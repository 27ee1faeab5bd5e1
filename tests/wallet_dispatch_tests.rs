//! Wallet dispatch integration tests.
//!
//! Drives [`TransactionExecutor`] against scripted wallet shapes and checks
//! which entry point each shape reaches and how its answer is normalized.
//!
//! Run with: cargo test --test wallet_dispatch_tests

mod common;

use serde_json::json;

use common::*;
use sui_subscriptions::contract::create_subscription_request;
use sui_subscriptions::wallet::{
    describe_wallet, probe, DispatchPath, ExecuteRequestType, FailureCategory, TransactionExecutor,
    VendorQuirk, WalletCallError, WalletError, WalletHandle,
};
use sui_subscriptions_transport::NetworkInfo;
use sui_subscriptions_types::{ResultOptions, TransactionRequest};

const MERCHANT: &str = "0xbeef";

fn request() -> TransactionRequest {
    create_subscription_request(PACKAGE, MERCHANT, 1_000_000_000, 86_400).unwrap()
}

fn executor() -> TransactionExecutor {
    TransactionExecutor::new(NetworkInfo::default())
}

// =============================================================================
// Path Selection
// =============================================================================

#[tokio::test]
async fn test_standard_wallet_calls_sign_and_execute_once() {
    let (wallet, imp) = standard_wallet("Suiet", SUBSCRIBER, json!({
        "digest": "8JTTaAbc",
        "effects": { "status": { "status": "success" } }
    }));

    let result = assert_ok(
        executor().execute(Some(&wallet), request(), ResultOptions::effects()).await,
        "standard dispatch",
    );

    assert_eq!(imp.call_count(), 1);
    assert_eq!(result.digest.as_deref(), Some("8JTTaAbc"));
    assert!(result.success);
    let call = &imp.calls.lock()[0];
    assert_eq!(call.chain, None, "non-quirk wallets get no explicit chain");
    assert_eq!(call.account.address, SUBSCRIBER);
}

#[tokio::test]
async fn test_each_call_uses_exactly_one_entry_point() {
    // Standard and adapter both present: only standard is used.
    let standard = MockSignAndExecute::ok(json!({ "digest": "AAA" }));
    let adapter = MockSignAndExecute::ok(json!({ "digest": "BBB" }));
    let signer = MockSigner::new();
    let wallet = WalletHandle::new("Everything Wallet")
        .with_account(SUBSCRIBER)
        .with_sign_and_execute(standard.clone())
        .with_adapter(adapter.clone())
        .with_sign(signer.clone());

    let result = executor()
        .execute(Some(&wallet), request(), ResultOptions::effects())
        .await
        .unwrap();

    assert_eq!(result.digest.as_deref(), Some("AAA"));
    assert_eq!(
        (standard.call_count(), adapter.call_count(), signer.call_count()),
        (1, 0, 0)
    );
}

#[tokio::test]
async fn test_adapter_wallet_uses_adapter() {
    let adapter = MockSignAndExecute::ok(json!({ "digest": "CCC" }));
    let wallet = WalletHandle::new("Legacy Wallet")
        .with_account(SUBSCRIBER)
        .with_adapter(adapter.clone());

    let path = executor().select_path(Some(&wallet)).unwrap();
    assert_eq!(path, DispatchPath::Adapter);

    let result = executor()
        .execute(Some(&wallet), request(), ResultOptions::effects())
        .await
        .unwrap();
    assert_eq!(result.digest.as_deref(), Some("CCC"));
    assert_eq!(adapter.call_count(), 1);
}

// =============================================================================
// Vendor Quirk
// =============================================================================

#[tokio::test]
async fn test_slush_signs_with_explicit_chain_then_executes() {
    let (wallet, signer, exec) = slush_wallet(
        SUBSCRIBER,
        json!({ "digest": "SLUSH1", "effects": { "status": { "status": "success" } } }),
    );

    let report = probe(Some(&wallet));
    assert_eq!(report.vendor_quirk, Some(VendorQuirk::ExplicitChainId));
    assert_eq!(
        report.dispatch_path(),
        Some(DispatchPath::VendorQuirk(VendorQuirk::ExplicitChainId))
    );

    let result = executor()
        .execute(Some(&wallet), request(), ResultOptions::effects_and_changes())
        .await
        .unwrap();

    assert_eq!(signer.call_count(), 1);
    assert_eq!(exec.call_count(), 1);
    assert_eq!(signer.calls.lock()[0].chain.as_deref(), Some("sui:testnet"));
    let exec_call = &exec.calls.lock()[0];
    assert_eq!(exec_call.request_type, ExecuteRequestType::WaitForEffectsCert);
    assert_eq!(exec_call.signed.signature, "c2lnbmF0dXJl");
    assert_eq!(result.digest.as_deref(), Some("SLUSH1"));
}

#[tokio::test]
async fn test_slush_without_execute_returns_signed_only() {
    let signer = MockSigner::new();
    let wallet = WalletHandle::new("Slush")
        .with_account(SUBSCRIBER)
        .with_feature_sign(signer.clone());

    let result = executor()
        .execute(Some(&wallet), request(), ResultOptions::effects())
        .await
        .unwrap();

    assert!(result.is_missing_digest());
    assert!(!result.success);
    let signed = result.signed.expect("signed payload");
    assert_eq!(signed.bytes, "AAECAw==");
}

// =============================================================================
// Sign Only
// =============================================================================

#[tokio::test]
async fn test_sign_only_wallet_returns_signature_without_digest() {
    let signer = MockSigner::new();
    let wallet = WalletHandle::new("Signer")
        .with_account(SUBSCRIBER)
        .with_sign(signer.clone());

    let result = executor()
        .execute(Some(&wallet), request(), ResultOptions::effects())
        .await
        .unwrap();

    assert_eq!(signer.call_count(), 1);
    assert!(result.digest.is_none());
    assert!(result.signed.is_some());
}

// =============================================================================
// Errors
// =============================================================================

#[tokio::test]
async fn test_missing_wallet_and_account() {
    let err = executor()
        .execute(None, request(), ResultOptions::effects())
        .await
        .unwrap_err();
    assert_eq!(err, WalletError::NotConnected);

    let no_account = WalletHandle::new("Empty").with_sign_and_execute(MockSignAndExecute::ok(json!({})));
    let err = executor()
        .execute(Some(&no_account), request(), ResultOptions::effects())
        .await
        .unwrap_err();
    assert_eq!(err, WalletError::NoAccount);
}

#[tokio::test]
async fn test_unsupported_wallet_lists_available_methods() {
    let wallet = bare_wallet(SUBSCRIBER);

    let err = assert_err(
        executor().execute(Some(&wallet), request(), ResultOptions::effects()).await,
        "bare wallet dispatch",
    );

    match &err {
        WalletError::UnsupportedWallet { wallet, available_methods } => {
            assert_eq!(wallet, "Bare Wallet");
            assert!(available_methods.iter().any(|m| m.contains("standard:connect")));
        }
        other => panic!("expected UnsupportedWallet, got {:?}", other),
    }
    assert!(!err.is_retryable());
    assert_error_contains(&err, "standard:connect", "unsupported wallet message");
}

#[tokio::test]
async fn test_user_rejection_is_categorized() {
    let imp = MockSignAndExecute::failing(WalletCallError::new("User rejected the request").with_code(4001));
    let wallet = WalletHandle::new("Suiet")
        .with_account(SUBSCRIBER)
        .with_sign_and_execute(imp);

    let err = executor()
        .execute(Some(&wallet), request(), ResultOptions::effects())
        .await
        .unwrap_err();

    assert_eq!(err.category(), Some(FailureCategory::UserRejected));
    match err {
        WalletError::SigningFailed(failure) => {
            assert_eq!(failure.vendor, "Suiet");
            assert_eq!(failure.code, Some(4001));
        }
        other => panic!("expected SigningFailed, got {:?}", other),
    }
}

#[tokio::test]
async fn test_gas_failure_without_code_uses_message() {
    let imp = MockSignAndExecute::failing(WalletCallError::new("InsufficientGas: balance too low"));
    let wallet = WalletHandle::new("Suiet")
        .with_account(SUBSCRIBER)
        .with_sign_and_execute(imp);

    let err = executor()
        .execute(Some(&wallet), request(), ResultOptions::effects())
        .await
        .unwrap_err();
    assert_eq!(err.category(), Some(FailureCategory::InsufficientGas));
}

// =============================================================================
// Response Normalization
// =============================================================================

#[tokio::test]
async fn test_reported_digest_survives_normalization() {
    let (wallet, _) = standard_wallet("Suiet", SUBSCRIBER, json!({ "digest": "0xDEAD" }));

    let result = executor()
        .execute(Some(&wallet), request(), ResultOptions::effects())
        .await
        .unwrap();

    assert_eq!(result.digest.as_deref(), Some("0xDEAD"));
    assert!(result.success);
}

#[tokio::test]
async fn test_response_without_digest_is_not_success() {
    let (wallet, _) = standard_wallet("Suiet", SUBSCRIBER, json!({ "effects": {} }));

    let result = executor()
        .execute(Some(&wallet), request(), ResultOptions::effects())
        .await
        .unwrap();

    assert!(result.is_missing_digest());
    assert!(!result.success);
    assert!(result.error.is_some());
}

#[tokio::test]
async fn test_failed_effects_carry_error() {
    let (wallet, _) = standard_wallet("Suiet", SUBSCRIBER, json!({
        "digest": "FAILED1",
        "effects": { "status": { "status": "failure", "error": "MoveAbort(..., 3)" } }
    }));

    let result = executor()
        .execute(Some(&wallet), request(), ResultOptions::effects())
        .await
        .unwrap();

    assert_eq!(result.digest.as_deref(), Some("FAILED1"));
    assert!(!result.success);
    assert_eq!(result.error.as_deref(), Some("MoveAbort(..., 3)"));
}

// =============================================================================
// Diagnostics
// =============================================================================

#[test]
fn test_describe_wallet_reports_path() {
    let (wallet, _, _) = slush_wallet(SUBSCRIBER, json!({}));
    let report = describe_wallet(Some(&wallet));
    assert!(report.contains("Slush"));
    assert!(report.contains("sui:signTransactionBlock"));

    let none = describe_wallet(None);
    assert!(!none.is_empty());
}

————

THE PROBLEM: Restate the data word for word. Begin at its first line, end at the line that contains "standard is used.", and include both.

FINISHED TASK:
repository 27ee1faeab5bd5e1
filename tests/wallet_dispatch_tests.rs
//! Wallet dispatch integration tests.
//!
//! Drives [`TransactionExecutor`] against scripted wallet shapes and checks
//! which entry point each shape reaches and how its answer is normalized.
//!
//! Run with: cargo test --test wallet_dispatch_tests

mod common;

use serde_json::json;

use common::*;
use sui_subscriptions::contract::create_subscription_request;
use sui_subscriptions::wallet::{
    describe_wallet, probe, DispatchPath, ExecuteRequestType, FailureCategory, TransactionExecutor,
    VendorQuirk, WalletCallError, WalletError, WalletHandle,
};
use sui_subscriptions_transport::NetworkInfo;
use sui_subscriptions_types::{ResultOptions, TransactionRequest};

const MERCHANT: &str = "0xbeef";

fn request() -> TransactionRequest {
    create_subscription_request(PACKAGE, MERCHANT, 1_000_000_000, 86_400).unwrap()
}

fn executor() -> TransactionExecutor {
    TransactionExecutor::new(NetworkInfo::default())
}

// =============================================================================
// Path Selection
// =============================================================================

#[tokio::test]
async fn test_standard_wallet_calls_sign_and_execute_once() {
    let (wallet, imp) = standard_wallet("Suiet", SUBSCRIBER, json!({
        "digest": "8JTTaAbc",
        "effects": { "status": { "status": "success" } }
    }));

    let result = assert_ok(
        executor().execute(Some(&wallet), request(), ResultOptions::effects()).await,
        "standard dispatch",
    );

    assert_eq!(imp.call_count(), 1);
    assert_eq!(result.digest.as_deref(), Some("8JTTaAbc"));
    assert!(result.success);
    let call = &imp.calls.lock()[0];
    assert_eq!(call.chain, None, "non-quirk wallets get no explicit chain");
    assert_eq!(call.account.address, SUBSCRIBER);
}

#[tokio::test]
async fn test_each_call_uses_exactly_one_entry_point() {
    // Standard and adapter both present: only standard is used.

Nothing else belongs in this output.